I’m currently comparing, among others, different geospatial mpl-interfaces including cartopy and GeoPandas for a thesis. One part is comparing the total CPU runtimes of each library to generate the same map product, using the same data. The performance benchmarking is done with cProfile and the results are a bit puzzling
By this measure, cartopy allegedly outperforms every other library even including datashader. The cartopy and GeoPandas implementations are almost identical except for the former using
add_geometries() and the latter
GeoDataFrame.plot() to interface with mpl. So what do you think could be happening here?
The basic setup is this: I’m wrapping the entire figure and axes definitions, including the central
add_geometries() calls for cartopy or
.plot() for GeoPandas, in a function called
renderFigure() which is then wrapped with a decorator that basically does this:
p = cProfile.Profile() p.enable() # start cProfiling value = func(*args, **kwargs) # execute renderFigure() p.disable() # stop cProfiling p.dump_stats() # write cProfile to file
Strangely, for the cartopy interface to mpl, the cProfiles are being created almost immediately (a print statement confirms the dump to .prof) even though the actual figures are not rendered, or show up, in the interpreter until maybe a minute later (we’re talking 144,000 partially very elaborate polygons).
For GeoPandas and geoplot, the cProfiles look more realistic. If anything, cartopy should hardly be faster than datashader.

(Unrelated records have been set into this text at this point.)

//! Activations

use ndarray::Array1;

const SQRT_2_OVER_PI: f32 = 0.797_884_6;
const GELU_CUBIC: f32 = 0.044_715;

/// GELU, tanh approximation
#[inline]
pub fn gelu(x: f32) -> f32 {
    0.5 * x * (1.0 + (SQRT_2_OVER_PI * (x + GELU_CUBIC * x * x * x)).tanh())
}

/// Derivative of `gelu` at `x`
#[inline]
pub fn gelu_grad(x: f32) -> f32 {
    let t = (SQRT_2_OVER_PI * (x + GELU_CUBIC * x * x * x)).tanh();
    0.5 * (1.0 + t) + 0.5 * x * (1.0 - t * t) * SQRT_2_OVER_PI * (1.0 + 3.0 * GELU_CUBIC * x * x)
}

/// Logistic sigmoid, stable for large |x|
#[inline]
pub fn sigmoid(x: f32) -> f32 {
    if x >= 0.0 {
        1.0 / (1.0 + (-x).exp())
    } else {
        let e = x.exp();
        e / (1.0 + e)
    }
}

/// Derivative of the sigmoid expressed through its output `s`
#[inline]
pub fn sigmoid_grad_from_output(s: f32) -> f32 {
    s * (1.0 - s)
}

pub fn gelu_inplace(x: &mut Array1<f32>) {
    x.mapv_inplace(gelu);
}

pub fn sigmoid_inplace(x: &mut Array1<f32>) {
    x.mapv_inplace(sigmoid);
}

I presume this has to do with how cartopy interfaces with the mpl renderer and when cProfile thinks the function is ‘done’ even though the interpreter or mpl renderer still has to do some work behind the scenes. Is there any way to also catch that ‘actual’ rendering done until the figure appears in the interpeter as part of a cProfile? And why does this seem to be caught for GeoPandas and geoplot but not for cartopy? Or could somebody explain what’s happening behind the scenes with either mpl or cartopy?